Dans mon esprit, l’homme de droite a davantage de devoirs que de droits: celui de défendre la veuve et l’orphelin, de travailler pour nourrir sa famille, d’éduquer ses enfants, etc. L’État n’est là, au-dessus du citoyen, que pour exercer ses fonctions régaliennes : la défense, l’éducation, la justice, la santé publique. Mais être un homme libre, un individualiste, ne veut pas dire être égoïste, égocentrique, ou pire narcissique comme Macron.
Les présidents de la Ve Ripoux-blique, presque tous sociaux-démocrates, auront réussi à faire des jeunes Français des glandeurs qui ne pensent qu’aux loisirs, aux 35 heures, ou qui rêvent d’être fonctionnaires au ministère de l’Écologie, voire influenceurs, ce métier qui n’en est pas un et qui permet de gagner de l’argent en minaudant devant son Smartphone ou une caméra.
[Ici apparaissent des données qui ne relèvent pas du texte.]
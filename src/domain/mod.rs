//! Domain models and contracts
//!
//! Pure types and the capability traits the client layer is written
//! against. Nothing in here performs I/O.

pub mod call;
pub mod chain;
pub mod revert;
pub mod transaction;

pub use call::{BatchCallSpec, BatchResult, CallOutcome, ChainFailure, CrossChainBatchResult};
pub use chain::{
    AggregateCall, AggregateOutcome, CallRequest, ChainEndpoint, ChainId, FeeEstimate, Receipt,
    TransactionSigner, UnsignedTransaction,
};
pub use revert::{
    ContractFault, DecodedArg, DecoderChain, ErrorRegistry, ErrorSignature, ParamSpec,
    RevertDecoder, RevertReason,
};
pub use transaction::{ExecuteOptions, Execution, PreparedTransaction, SignedTransaction};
Mais ne dramatisons pas car, après tout, « là où s’arrête la mer commence la grève ». La gauche est la mer qui rogne nos côtes. Soyons le roc, la falaise, la digue qui protégera le rivage. Il existe bien, entre les deux, une zone de marnage, ce dénivelé entre la marée haute et la marée basse. C’est là qu’on trouve les crabes, les mollusques, les invertébrés, les galettes de mazout des dégazages en mer et les ordures abandonnées par des plaisanciers indélicats. Cette zone, fluctuante à chaque marée, symbolise à mes yeux cet « extrême centre » que Macron voudrait nous imposer. Mais cette zone floue disparaît à chaque marée. Donc ne perdons pas espoir. On peut espérer un retour de balancier. « Le désespoir en politique est une sottise absolue » disait Charles Maurras.
Éric de Verdelhan
1) Le ministère de l’Agriculture allemand emploie… un millier de fonctionnaires.
2) Je fais référence aux « Jeunesses Patriotes et Sociales », mouvement nationaliste crée en 1969 par Roger Holeindre, et dont j’ai été adhérent.